I should clarify. I know that in my humanness, I will neglect to show real, Christ-like love to many. I will immaturely love. I will imperfectly love. I will even falsely love, mistaking my own interpretations for Calvary Love. But this goal to NEVER REFUSE to love another human as Christ loves, will prove to be quite measurable, daily. It already has. I have already experienced a scenario in the last week in which I wanted to run away emotionally from someone who wounded me. Rather, Christ reminded me that Calvary Love spoke, “Father forgive them!” and did not close up heart. Calvary Love kept the heart wide open, soft, tender, and entrusted to God. (1 Peter 2:23)

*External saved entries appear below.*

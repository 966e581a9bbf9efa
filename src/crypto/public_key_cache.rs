//! Process-wide cache of the exchange's token-encryption public key.
//!
//! One entry per environment. An entry is trusted while it is younger than
//! 24 hours AND its certificate stays valid for more than 24 hours plus a
//! randomized jitter, so concurrent processes don't refresh in lockstep.
//! Refreshes for the same environment are single-flighted; there is no
//! stale fallback — a failed refresh fails the caller.

use base64::Engine as _;
use base64::engine::general_purpose::STANDARD as B64;
use chrono::{DateTime, Duration, Utc};
use openssl::x509::X509;
use std::collections::HashMap;
use std::future::Future;
use std::sync::{Arc, Mutex as StdMutex, OnceLock};
use tokio::sync::Mutex as TokioMutex;

use crate::api::ExchangeCertificate;
use crate::clock::{Clock, SystemClock};
use crate::environment::Environment;
use crate::error::KsefError;

/// Declared usage marking the certificate the exchange publishes for
/// authentication-token encryption.
const TOKEN_ENCRYPTION_USAGE: &str = "KsefTokenEncryption";

const MAX_AGE_HOURS: i64 = 24;
const MIN_REMAINING_HOURS: i64 = 24;
const MAX_JITTER_SECS: i64 = 300;

/// One cached public key with the metadata its validity check needs.
#[derive(Debug, Clone)]
pub struct CachedPublicKey {
    pub public_key_pem: String,
    pub fetched_at: DateTime<Utc>,
    pub cert_not_after: DateTime<Utc>,
}

impl CachedPublicKey {
    fn is_valid(&self, now: DateTime<Utc>, jitter_secs: i64) -> bool {
        let fresh = now - self.fetched_at < Duration::hours(MAX_AGE_HOURS);
        let margin = Duration::hours(MIN_REMAINING_HOURS) + Duration::seconds(jitter_secs);
        fresh && self.cert_not_after - now > margin
    }
}

type JitterFn = Box<dyn Fn() -> i64 + Send + Sync>;

/// Per-environment public-key cache, safe for concurrent readers.
pub struct PublicKeyCache {
    clock: Arc<dyn Clock>,
    jitter_secs: JitterFn,
    entries: StdMutex<HashMap<Environment, CachedPublicKey>>,
    refresh_locks: StdMutex<HashMap<Environment, Arc<TokioMutex<()>>>>,
}

impl std::fmt::Debug for PublicKeyCache {
    fn fmt(&self, f: &mut std::fmt::Formatter<'_>) -> std::fmt::Result {
        f.write_str("PublicKeyCache { .. }")
    }
}

impl PublicKeyCache {
    pub fn new() -> Self {
        Self::with_clock_and_jitter(
            Arc::new(SystemClock),
            Box::new(|| rand::Rng::gen_range(&mut rand::thread_rng(), 0..MAX_JITTER_SECS)),
        )
    }

    /// Construct with an explicit clock and jitter source, for tests.
    pub fn with_clock_and_jitter(clock: Arc<dyn Clock>, jitter_secs: JitterFn) -> Self {
        Self {
            clock,
            jitter_secs,
            entries: StdMutex::new(HashMap::new()),
            refresh_locks: StdMutex::new(HashMap::new()),
        }
    }

    /// The shared process-wide instance used by default-constructed clients.
    pub fn shared() -> &'static PublicKeyCache {
        static SHARED: OnceLock<PublicKeyCache> = OnceLock::new();
        SHARED.get_or_init(PublicKeyCache::new)
    }

    /// Return the token-encryption public key for `environment`, invoking
    /// `fetch` for the exchange certificate list on a cache miss. Concurrent
    /// misses for the same environment coalesce into one fetch.
    pub async fn get_public_key<F, Fut>(
        &self,
        environment: Environment,
        fetch: F,
    ) -> Result<String, KsefError>
    where
        F: FnOnce() -> Fut,
        Fut: Future<Output = Result<Vec<ExchangeCertificate>, KsefError>>,
    {
        if let Some(pem) = self.lookup(environment) {
            return Ok(pem);
        }

        let lock = self.refresh_lock(environment);
        let _guard = lock.lock().await;

        // Another task may have refreshed while we waited.
        if let Some(pem) = self.lookup(environment) {
            return Ok(pem);
        }

        tracing::debug!(environment = %environment, "refreshing exchange public key");
        let certs = fetch().await?;
        let entry = self.select_token_certificate(&certs)?;
        let pem = entry.public_key_pem.clone();
        self.entries
            .lock()
            .expect("public key cache poisoned")
            .insert(environment, entry);
        Ok(pem)
    }

    fn lookup(&self, environment: Environment) -> Option<String> {
        let now = self.clock.now();
        let jitter = (self.jitter_secs)();
        let entries = self.entries.lock().expect("public key cache poisoned");
        entries
            .get(&environment)
            .filter(|e| e.is_valid(now, jitter))
            .map(|e| e.public_key_pem.clone())
    }

    fn refresh_lock(&self, environment: Environment) -> Arc<TokioMutex<()>> {
        let mut locks = self.refresh_locks.lock().expect("refresh lock map poisoned");
        locks.entry(environment).or_default().clone()
    }

    fn select_token_certificate(
        &self,
        certs: &[ExchangeCertificate],
    ) -> Result<CachedPublicKey, KsefError> {
        let entry = certs
            .iter()
            .find(|c| c.usage.iter().any(|u| u == TOKEN_ENCRYPTION_USAGE))
            .ok_or_else(|| {
                KsefError::Protocol(format!(
                    "no certificate with usage {TOKEN_ENCRYPTION_USAGE} in exchange list"
                ))
            })?;

        let der = B64
            .decode(&entry.certificate)
            .map_err(|e| KsefError::Protocol(format!("exchange certificate is not base64: {e}")))?;
        let cert = X509::from_der(&der)
            .map_err(|e| KsefError::Certificate(format!("exchange certificate invalid: {e}")))?;
        let public_key_pem = String::from_utf8(cert.public_key()?.public_key_to_pem()?)
            .map_err(|e| KsefError::Certificate(format!("public key PEM not UTF-8: {e}")))?;

        Ok(CachedPublicKey {
            public_key_pem,
            fetched_at: self.clock.now(),
            cert_not_after: super::certificate::asn1_time_to_utc(cert.not_after())?,
        })
    }
}

impl Default for PublicKeyCache {
    fn default() -> Self {
        Self::new()
    }
}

I remember the first time I felt love costing me something.

I was ten years old. A boy named Neil was a real reject in our 5th grade class. He had buckteeth, a high-pitched voice, and pulled a rolling backpack (a BIG, HUGE social no-no in our 5th grade, FYI). He was simply unable to reconfigure himself into the EHS Class of 2005 Mold of Acceptance and Coolness. One morning during chapel, I heard the Holy Spirit tell me to befriend Neil. All it took was one walk from chapel back to class- literally 5 minutes of obedience- and the horrors of middle school girl cruelty were unleashed against me. I was called a name in the P.E. locker room that afternoon that I’ll never forget! I was laughed at and whispered about! I martyred myself into another social category that day, and middle school was never the same from that day on. It may seem like a small, childish scenario, but the lesson I began to learn that year continues to shape me:

Calvary Love, the only kind of true love, will always cost us.

I could have unknowingly neglected Neil all throughout middle school, but when the voice of God spoke to me… I became accountable.

Ah, then I was not a candidate for love-neglect. I became a candidate for refusal.

There are folks in your life, and in mine, who the Holy Spirit will happily bring to your mind if you ask Him this question:

“Am I refusing to love anyone the way Christ has loved me? Is there anyone in my life toward whom my UNLOVE is disguised as something less evil? Show me, God!”

The unlove might look like unforgiveness, or secret mockery or judgment (that no one but God sees going on inside of you). Unlove can take the form of withdrawal or distance, caused by intimidation, or envy, or jealousy. We have only to ask the Holy Spirit of Christ to help us love like He does, and the adventure begins!

This morning I exercised to some awesome, flowy choreography in a group yoga class. I love to practice meditation on God’s Word during any exercise that allows space for mind-body connection. So as we danced our arms toward our hearts in big, circular gathering motions, I meditated on God’s love flooding undeserved into my life: “Neither height nor depth…Nothing can separate us from the love of God in Christ Jesus our Lord.” (Romans 8:29) “See how a great a love the Father has lavished on us, that we should be called children of God.” (1 John 3:1) “The steadfast love of the Lord endures forever!” (Psalm 100:5)

Then, as we swept our arms away from our hearts in big circular movements, my meditation turned to the natural, outgoing tide of this great love. “For the love of Christ controls me.”(2 Corinthians 5:14) “Beloved, let us love one another, for love is from God, and whoever loves has been born of God and knows God” (1 John 4:7)… and “We love because He first loved us.” (1 John 4:19) “By this they will know you are my (Christ’s) disciples: if you love one another.” (John 13:35)

This inflowing, outflowing tide of Calvary Love has rearranged the rhythm of our lives. And it only works in this order: Tide in, Tide out. We drink in, abide in, rest in the undeserved love of Jesus for us. We pour out, leak out, speak out the undeserved love of Jesus for ALL others. Tide in, tide out.

Lord Jesus, when it costs us time, when it costs us money, when it costs us emotional, mental, and physical energy, when it costs our pride, even our very reputation, may we who have been loved back to Life never refuse it to anyone.